How an invalid eats!

12 Aug

For the past 10 days, I have been confined to my bed and, in recent days, my couch. I have now created a work/ rest nest where books, moisturizers, tea, remotes, notes, and all of my technology are within arm’s reach. Ten days ago, yours truly underwent her first ever surgical procedure. After tearing my meniscus (in baseball) and then finishing off my ACL (in tennis) two years ago, both were reconstructed. My student self did a lot of research before the surgery. I watched videos to understand the procedure. I read up on pre-op preparation as well as post-op recovery experiences. I understood that I would be off my feet for a couple of weeks. I did not have any idea how my daily routine would change without the use of one leg for any period of time.

Try it yourself. Try and get to a bathroom with only the strength of one leg.

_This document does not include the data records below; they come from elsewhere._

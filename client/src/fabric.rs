//! fabric.js bindings and the [`VectorCanvas`] backend built on them.
//!
//! Retina scaling is disabled so the lower canvas element holds exactly one
//! pixel per scene unit; `rasterize` reads it back after a synchronous
//! `renderAll`.

use js_sys::{Array, Function, Reflect};
use serde::Serialize;
use wasm_bindgen::prelude::*;
use wasm_bindgen::JsCast;
use web_sys::{CanvasRenderingContext2d, HtmlCanvasElement, HtmlImageElement};

use guessboard_shared::{
    CanvasError, EncodedImage, PixelBuffer, Point, Rgba, SceneState, VectorCanvas,
};

#[wasm_bindgen]
extern "C" {
    #[wasm_bindgen(js_namespace = fabric, js_name = Canvas)]
    #[derive(Clone, Debug)]
    pub type FabricCanvas;

    #[wasm_bindgen(constructor, js_namespace = fabric, js_class = "Canvas")]
    fn new(element_id: &str, options: &JsValue) -> FabricCanvas;

    #[wasm_bindgen(method, js_name = getWidth)]
    fn get_width(this: &FabricCanvas) -> f64;

    #[wasm_bindgen(method, js_name = getHeight)]
    fn get_height(this: &FabricCanvas) -> f64;

    #[wasm_bindgen(method, js_name = setDimensions)]
    fn set_dimensions(this: &FabricCanvas, dimensions: &JsValue);

    #[wasm_bindgen(method, getter, js_name = lowerCanvasEl)]
    fn lower_canvas_el(this: &FabricCanvas) -> HtmlCanvasElement;

    #[wasm_bindgen(method, js_name = renderAll)]
    fn render_all(this: &FabricCanvas);

    #[wasm_bindgen(method, js_name = toJSON)]
    fn to_json(this: &FabricCanvas) -> JsValue;

    #[wasm_bindgen(method, js_name = loadFromJSON)]
    fn load_from_json(this: &FabricCanvas, json: &JsValue, callback: &JsValue);

    #[wasm_bindgen(method, js_name = setBackgroundImage)]
    fn set_background_image(
        this: &FabricCanvas,
        image: &FabricImage,
        callback: &JsValue,
        options: &JsValue,
    );

    #[wasm_bindgen(method, setter, js_name = backgroundColor)]
    fn set_background_color(this: &FabricCanvas, color: &str);

    #[wasm_bindgen(method, js_name = getObjects)]
    fn get_objects(this: &FabricCanvas) -> Array;

    #[wasm_bindgen(method)]
    fn remove(this: &FabricCanvas, object: &JsValue);

    #[wasm_bindgen(method)]
    fn clear(this: &FabricCanvas);

    #[wasm_bindgen(method, setter, js_name = isDrawingMode)]
    fn set_is_drawing_mode(this: &FabricCanvas, enabled: bool);

    #[wasm_bindgen(method, setter)]
    fn set_selection(this: &FabricCanvas, enabled: bool);

    #[wasm_bindgen(method, setter, js_name = defaultCursor)]
    fn set_default_cursor(this: &FabricCanvas, cursor: &str);

    #[wasm_bindgen(method, setter, js_name = hoverCursor)]
    fn set_hover_cursor(this: &FabricCanvas, cursor: &str);

    #[wasm_bindgen(method, setter, js_name = freeDrawingBrush)]
    fn set_free_drawing_brush(this: &FabricCanvas, brush: &PencilBrush);

    #[wasm_bindgen(method, js_name = getPointer)]
    fn get_pointer(this: &FabricCanvas, event: &JsValue) -> JsValue;

    #[wasm_bindgen(method)]
    fn on(this: &FabricCanvas, event: &str, handler: &Function);

    #[wasm_bindgen(js_namespace = fabric, js_name = PencilBrush)]
    #[derive(Clone, Debug)]
    pub type PencilBrush;

    #[wasm_bindgen(constructor, js_namespace = fabric, js_class = "PencilBrush")]
    fn new(canvas: &FabricCanvas) -> PencilBrush;

    #[wasm_bindgen(method, setter)]
    fn set_color(this: &PencilBrush, color: &str);

    #[wasm_bindgen(method, setter)]
    fn set_width(this: &PencilBrush, width: f64);

    #[wasm_bindgen(js_namespace = fabric, js_name = Image)]
    #[derive(Clone, Debug)]
    pub type FabricImage;

    #[wasm_bindgen(constructor, js_namespace = fabric, js_class = "Image")]
    fn new(element: &HtmlImageElement, options: &JsValue) -> FabricImage;
}

#[derive(Serialize)]
#[serde(rename_all = "camelCase")]
struct CanvasOptions<'a> {
    is_drawing_mode: bool,
    background_color: &'a str,
    width: f64,
    height: f64,
    preserve_object_stacking: bool,
    enable_retina_scaling: bool,
}

#[derive(Serialize)]
#[serde(rename_all = "camelCase")]
struct ImageOptions {
    origin_x: &'static str,
    origin_y: &'static str,
    left: f64,
    top: f64,
}

fn to_js<T: Serialize>(value: &T) -> Result<JsValue, JsValue> {
    let text = serde_json::to_string(value).map_err(|error| JsValue::from_str(&error.to_string()))?;
    js_sys::JSON::parse(&text)
}

fn backend_error(context: &str, error: JsValue) -> CanvasError {
    CanvasError::Backend(format!("{context}: {error:?}"))
}

struct StagedImage {
    url: String,
    image: FabricImage,
}

pub struct WebCanvas {
    canvas: FabricCanvas,
    brush: PencilBrush,
    staged: Option<StagedImage>,
}

impl WebCanvas {
    pub fn new(element_id: &str, width: f64, height: f64, background: Rgba) -> Result<Self, JsValue> {
        let options = to_js(&CanvasOptions {
            is_drawing_mode: true,
            background_color: &background.to_hex(),
            width,
            height,
            preserve_object_stacking: true,
            enable_retina_scaling: false,
        })?;
        let canvas = FabricCanvas::new(element_id, &options);
        let brush = PencilBrush::new(&canvas);
        canvas.set_free_drawing_brush(&brush);
        Ok(Self {
            canvas,
            brush,
            staged: None,
        })
    }

    pub fn resize(&mut self, width: f64, height: f64) {
        let dimensions = js_sys::Object::new();
        let _ = Reflect::set(&dimensions, &"width".into(), &width.into());
        let _ = Reflect::set(&dimensions, &"height".into(), &height.into());
        self.canvas.set_dimensions(&dimensions);
    }

    /// Registers a fabric event handler for the lifetime of the page.
    pub fn on(&self, event: &str, handler: Closure<dyn FnMut(JsValue)>) {
        self.canvas.on(event, handler.as_ref().unchecked_ref());
        handler.forget();
    }

    /// Scene coordinates of a fabric mouse event.
    pub fn pointer(&self, event: &JsValue) -> Option<Point> {
        let inner = Reflect::get(event, &"e".into()).ok()?;
        let pointer = self.canvas.get_pointer(&inner);
        let x = Reflect::get(&pointer, &"x".into()).ok()?.as_f64()?;
        let y = Reflect::get(&pointer, &"y".into()).ok()?.as_f64()?;
        Some(Point::new(x as f32, y as f32))
    }

    /// Hands over the decoded fill image; the next matching
    /// `set_background_image` call installs it.
    pub fn stage_background(&mut self, url: String, element: &HtmlImageElement) -> Result<(), JsValue> {
        let options = to_js(&ImageOptions {
            origin_x: "left",
            origin_y: "top",
            left: 0.0,
            top: 0.0,
        })?;
        let image = FabricImage::new(element, &options);
        self.staged = Some(StagedImage { url, image });
        Ok(())
    }

    fn set_objects_selectable(&self, selectable: bool) {
        for object in self.canvas.get_objects().iter() {
            let _ = Reflect::set(&object, &"selectable".into(), &selectable.into());
        }
    }
}

impl VectorCanvas for WebCanvas {
    fn width(&self) -> u32 {
        self.canvas.get_width().max(0.0) as u32
    }

    fn height(&self) -> u32 {
        self.canvas.get_height().max(0.0) as u32
    }

    fn rasterize(&mut self) -> Result<PixelBuffer, CanvasError> {
        self.canvas.render_all();
        let element = self.canvas.lower_canvas_el();
        let (width, height) = (element.width(), element.height());
        let context = element
            .get_context("2d")
            .map_err(|error| backend_error("getContext", error))?
            .ok_or_else(|| CanvasError::Backend("2d context unavailable".into()))?
            .dyn_into::<CanvasRenderingContext2d>()
            .map_err(|_| CanvasError::Backend("unexpected context type".into()))?;
        let image = context
            .get_image_data(0.0, 0.0, f64::from(width), f64::from(height))
            .map_err(|error| backend_error("getImageData", error))?;
        PixelBuffer::from_rgba(width, height, image.data().0)
    }

    fn serialize_scene(&self) -> Result<SceneState, CanvasError> {
        let json = js_sys::JSON::stringify(&self.canvas.to_json())
            .map_err(|error| CanvasError::Serialize(format!("{error:?}")))?;
        Ok(SceneState::new(String::from(json)))
    }

    fn load_scene(&mut self, state: &SceneState) -> Result<(), CanvasError> {
        let json = js_sys::JSON::parse(state.as_str())
            .map_err(|error| CanvasError::Restore(format!("{error:?}")))?;
        self.staged = None;
        let canvas = self.canvas.clone();
        let on_loaded = Closure::once_into_js(move || canvas.render_all());
        self.canvas.load_from_json(&json, &on_loaded);
        Ok(())
    }

    fn set_background_image(&mut self, image: &EncodedImage) -> Result<(), CanvasError> {
        let url = image.to_data_url();
        let staged = match self.staged.take() {
            Some(staged) if staged.url == url => staged,
            _ => return Err(CanvasError::Decode("fill image was not staged".into())),
        };
        self.canvas
            .set_background_image(&staged.image, &JsValue::UNDEFINED, &JsValue::UNDEFINED);
        Ok(())
    }

    fn clear_background_color(&mut self) {
        self.canvas.set_background_color("transparent");
    }

    fn object_count(&self) -> usize {
        self.canvas.get_objects().length() as usize
    }

    fn remove_object(&mut self, index: usize) {
        let object = self.canvas.get_objects().get(index as u32);
        if !object.is_undefined() {
            self.canvas.remove(&object);
        }
    }

    fn clear(&mut self, background: Rgba) {
        self.staged = None;
        self.canvas.clear();
        self.canvas.set_background_color(&background.to_hex());
    }

    fn set_drawing_mode(&mut self, enabled: bool) {
        self.canvas.set_is_drawing_mode(enabled);
        self.canvas.set_selection(enabled);
        let (default_cursor, hover_cursor) = if enabled {
            ("default", "move")
        } else {
            ("crosshair", "crosshair")
        };
        self.canvas.set_default_cursor(default_cursor);
        self.canvas.set_hover_cursor(hover_cursor);
        self.set_objects_selectable(enabled);
    }

    fn set_brush_color(&mut self, color: Rgba) {
        self.brush.set_color(&color.to_hex());
    }

    fn set_brush_width(&mut self, width: f32) {
        self.brush.set_width(f64::from(width));
    }

    fn render(&mut self) {
        self.canvas.render_all();
    }
}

All of a sudden – sitting on a toilet becomes a feat of strength.

I digress – I’m getting to a point about food.

My regular diet is mostly light and healthy. I indulge BUT in the weeks leading up to my procedure, I had tried to eat healthier to promote quicker healing. I went through the trouble to stocking up on salads and making my own granola so I wouldn’t have to on crutches. Except, even if I wanted to eat after my surgery, I just couldn’t.

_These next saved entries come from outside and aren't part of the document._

use wasm_bindgen::prelude::*;
use wasm_bindgen::JsCast;
use web_sys::{Document, Element, Event, HtmlButtonElement, HtmlElement, HtmlInputElement};

use guessboard_shared::{HistoryTimeline, Rgba, ToolMode};

use crate::util::clock_label;

pub fn get_element<T: JsCast>(document: &Document, id: &str) -> Result<T, JsValue> {
    let element = document
        .get_element_by_id(id)
        .ok_or_else(|| JsValue::from_str(&format!("Missing element: {id}")))?;
    element
        .dyn_into::<T>()
        .map_err(|_| JsValue::from_str(&format!("Invalid element type: {id}")))
}

/// Rebuilds the history panel, one box per timeline entry.
pub fn render_history(
    document: &Document,
    list: &Element,
    timeline: &HistoryTimeline,
) -> Result<(), JsValue> {
    list.set_inner_html("");
    for item in timeline.items() {
        let entry = document.create_element("div")?;
        entry.set_class_name(&format!("history-item-box {}", item.position.css_class()));
        entry.set_attribute("data-index", &item.index.to_string())?;
        entry.set_attribute(
            "title",
            &format!("{} ({})", item.label, clock_label(item.timestamp)),
        )?;
        let text = document.create_element("span")?;
        text.set_class_name("history-item-text");
        text.set_text_content(Some(&(item.index + 1).to_string()));
        entry.append_child(&text)?;
        list.append_child(&entry)?;
    }
    if let Some(current) = list.query_selector(".history-item-current")? {
        current.scroll_into_view_with_bool(false);
    }
    Ok(())
}

/// Timeline index of the clicked history box, if the click landed on one.
pub fn history_index_from_event(event: &Event) -> Option<usize> {
    let target = event.target()?.dyn_into::<Element>().ok()?;
    let entry = target.closest(".history-item-box").ok()??;
    entry.get_attribute("data-index")?.parse().ok()
}

pub fn set_undo_redo_state(
    undo: &HtmlButtonElement,
    redo: &HtmlButtonElement,
    timeline: &HistoryTimeline,
) {
    undo.set_disabled(!timeline.can_undo());
    redo.set_disabled(!timeline.can_redo());
}

pub fn set_tool_buttons(eraser: &HtmlButtonElement, fill: &HtmlButtonElement, mode: ToolMode) {
    set_active(eraser, mode == ToolMode::Eraser);
    set_active(fill, mode == ToolMode::Fill);
}

fn set_active(button: &HtmlButtonElement, active: bool) {
    let classes = button.class_list();
    let _ = if active {
        classes.add_1("active")
    } else {
        classes.remove_1("active")
    };
    let _ = button.set_attribute("aria-pressed", if active { "true" } else { "false" });
}

/// Marks the swatch matching `color` as selected.
pub fn select_swatch(document: &Document, color: Rgba) -> Result<(), JsValue> {
    let swatches = document.query_selector_all(".color-swatch[data-color]")?;
    for index in 0..swatches.length() {
        let Some(swatch) = swatches
            .item(index)
            .and_then(|node| node.dyn_into::<Element>().ok())
        else {
            continue;
        };
        let matches = swatch
            .get_attribute("data-color")
            .and_then(|value| Rgba::from_hex(&value).ok())
            == Some(color);
        let classes = swatch.class_list();
        let _ = if matches {
            classes.add_1("selected")
        } else {
            classes.remove_1("selected")
        };
    }
    Ok(())
}

pub fn set_color_input(input: &HtmlInputElement, color: Rgba) {
    input.set_value(&color.to_hex());
}

pub fn update_size_preview(input: &HtmlInputElement, dot: &HtmlElement, width: f32) {
    input.set_value(&format!("{width}"));
    let size = format!("{width}px");
    let style = dot.style();
    let _ = style.set_property("width", &size);
    let _ = style.set_property("height", &size);
}

pub fn set_status(status: Option<&Element>, state: &str, text: &str) {
    if let Some(status) = status {
        let _ = status.set_attribute("data-state", state);
        status.set_text_content(Some(text));
    }
}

The combination of general anaesthesia and pain killers did a number on my appetite. When they discharged me, all I could ingest was two wedges of nectarine (a usual favourite) and water (in tiny sips). In the two days after, I was mostly on a liquid diet. I didn’t even want to smell food. This, of course, made it difficult to enjoy the treats that HoM brought me (homemade chocolate chip cookies and finnish cardamom bread). The lack of food sapped my energy levels. I was absolutely miserable.

Things started to improve when my dear mother (for whom I am eternally grateful for tending to me … the woman is washing my hair in a sink and putting on socks on my left foot because I can’t reach), started feeding me plain rice in water (congee/ “jook”). It doesn’t sound appetizing but the warmth of the white porridge-like substance slowly brought back my desire for food. This staple of Cantonese breakfast cuisine is usually savoury (cooked with meats, lettuce, duck eggs, chives, or bamboo shoots) and served with fritters. As a kid, plain congee was also served when we had upset stomachs. Think chicken-soup as a cure-all in North America. Once I could stomach the smell of meats, my mother added shredded chicken. Finally, protein! For 2-3 days, all I ate was mother’s congee in tea cups (because mum said I should be able to eat from a beautiful vessel!) And, after about 5 days of this regimen, I returned to my pre-op diet.

I took a lot of things for granted when I was healthy. It seems obvious but it’s true. I didn’t fully understand how awesome it is to be able to stretch first thing in the morning or move around in my sleep (I am sleeping with a leg immobilizer). I didn’t understand the privilege of being able to taste all of the wonderful foods that we write about on this blog. When I return to my YYZ duties, I’ll definitely remember to savour each and every bite and not to worry about depriving myself for the sake of vanity. Eat healthy and in moderation, of course.

Until then – you’re all to make a list of place/ things I need to try when I’m more mobile.